Data section start

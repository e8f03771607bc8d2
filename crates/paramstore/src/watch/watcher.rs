//! Background re-check of a loaded record.
//!
//! A [`Watcher`] holds everything needed to repeat a load: the store, the
//! shared record, a private copy of the template parameters and the
//! fingerprint of the last load. Once started, its thread re-runs the load
//! on every tick and fires the callback the first time the fingerprint
//! differs.

use std::sync::Arc;
use std::sync::atomic::{AtomicBool, Ordering};
use std::thread;
use std::time::Duration;

use crossbeam_channel::{Receiver, bounded, never, select, tick};
use parking_lot::Mutex;
use serde_json::Value;

use super::handle::WatchHandle;
use super::types::WatchError;
use crate::error::Error;
use crate::fingerprint::Fingerprint;
use crate::loader::Loader;
use crate::store::ParameterStore;
use crate::walk::Parameters;

/// Commands sent to the watcher thread.
#[derive(Debug, Clone, Copy)]
pub(crate) enum WatchCommand {
    /// Stop without calling back.
    Stop,
}

/// State needed to repeat a load.
struct WatchState<R> {
    store: Arc<dyn ParameterStore>,
    record: Arc<Mutex<R>>,
    params: Value,
    fingerprint: Fingerprint,
}

impl<R: Parameters> WatchState<R> {
    /// Re-runs the load; `true` when the fingerprint changed.
    fn check(&mut self) -> Result<bool, Error> {
        let mut record = self.record.lock();
        let fingerprint = Loader::new(&*self.store).load_with_value(&mut *record, &self.params)?;

        if fingerprint == self.fingerprint {
            tracing::trace!(%fingerprint, "parameters unchanged");
            return Ok(false);
        }

        tracing::info!(
            previous = %self.fingerprint,
            current = %fingerprint,
            "parameters changed"
        );
        self.fingerprint = fingerprint;

        Ok(true)
    }
}

/// Watches a loaded record for parameter drift.
///
/// Returned by [`load`](crate::load) and
/// [`load_with_parameters`](crate::load_with_parameters). Only the latter
/// produces an active watcher; the former returns a no-op one.
///
/// The watcher is one-shot: after the first detected change it calls back
/// once and stops. Load again to obtain a fresh watcher.
///
/// Each tick re-binds the shared record under its lock, so the record
/// reflects the store's current values even before the callback fires.
pub struct Watcher<R> {
    state: Option<WatchState<R>>,
}

impl<R: Parameters + Send + 'static> Watcher<R> {
    pub(crate) fn new(
        store: Arc<dyn ParameterStore>,
        record: Arc<Mutex<R>>,
        params: Value,
        fingerprint: Fingerprint,
    ) -> Self {
        Self {
            state: Some(WatchState {
                store,
                record,
                params,
                fingerprint,
            }),
        }
    }

    /// A watcher that never reports a change.
    #[must_use]
    pub fn noop() -> Self {
        Self { state: None }
    }

    /// Whether `watch` starts a thread.
    #[must_use]
    pub fn is_active(&self) -> bool {
        self.state.is_some()
    }

    /// Fingerprint of the last load, for an active watcher.
    #[must_use]
    pub fn fingerprint(&self) -> Option<&Fingerprint> {
        self.state.as_ref().map(|state| &state.fingerprint)
    }

    /// Starts re-checking every `period`.
    ///
    /// `on_changed` runs on the watcher thread, at most once. Failed
    /// re-checks are logged at `warn` level and do not stop the watcher.
    ///
    /// A no-op watcher returns an idle handle and never calls back.
    ///
    /// # Errors
    ///
    /// Returns [`WatchError::InvalidPeriod`] for a zero period, or
    /// [`WatchError::InitFailed`] if the thread cannot be spawned.
    pub fn watch<F>(self, period: Duration, on_changed: F) -> Result<WatchHandle, WatchError>
    where
        F: FnOnce() + Send + 'static,
    {
        let Some(state) = self.state else {
            return Ok(WatchHandle::idle());
        };

        if period.is_zero() {
            return Err(WatchError::InvalidPeriod);
        }

        let (command_tx, command_rx) = bounded::<WatchCommand>(1);
        let running = Arc::new(AtomicBool::new(true));
        let guard = RunningGuard(Arc::clone(&running));

        let thread = thread::Builder::new()
            .name("paramstore-watcher".to_string())
            .spawn(move || {
                let _guard = guard;
                watch_loop(state, period, command_rx, on_changed);
            })
            .map_err(|e| {
                WatchError::init_failed(format!("failed to spawn watcher thread: {e}"), Some(e))
            })?;

        Ok(WatchHandle::new(command_tx, running, thread))
    }
}

impl<R> std::fmt::Debug for Watcher<R> {
    fn fmt(&self, f: &mut std::fmt::Formatter<'_>) -> std::fmt::Result {
        f.debug_struct("Watcher")
            .field("active", &self.state.is_some())
            .field(
                "fingerprint",
                &self.state.as_ref().map(|state| state.fingerprint.as_str()),
            )
            .finish()
    }
}

/// Clears the running flag when the thread exits, even by panic.
struct RunningGuard(Arc<AtomicBool>);

impl Drop for RunningGuard {
    fn drop(&mut self) {
        self.0.store(false, Ordering::Release);
    }
}

enum Event {
    Tick,
    Stop,
    Detached,
}

/// Main watcher loop running in a separate thread.
fn watch_loop<R, F>(
    mut state: WatchState<R>,
    period: Duration,
    mut commands: Receiver<WatchCommand>,
    on_changed: F,
) where
    R: Parameters,
    F: FnOnce(),
{
    let ticker = tick(period);

    loop {
        let event = select! {
            recv(commands) -> cmd => match cmd {
                Ok(WatchCommand::Stop) => Event::Stop,
                Err(_) => Event::Detached,
            },
            recv(ticker) -> _ => Event::Tick,
        };

        match event {
            Event::Stop => {
                tracing::debug!("parameter watcher stopped");
                return;
            }

            // The handle was dropped; keep ticking until a change.
            Event::Detached => commands = never(),

            Event::Tick => match state.check() {
                Ok(true) => {
                    on_changed();
                    return;
                }
                Ok(false) => {}
                Err(err) => tracing::warn!(error = %err, "parameter re-check failed"),
            },
        }
    }
}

Data section end

- _Exercise_:
Look over the entries for "tracing", then copy every line that includes that string.

- _Your response_:
            tracing::trace!(%fingerprint, "parameters unchanged");
        tracing::info!(
                tracing::debug!("parameter watcher stopped");
                Err(err) => tracing::warn!(error = %err, "parameter re-check failed"),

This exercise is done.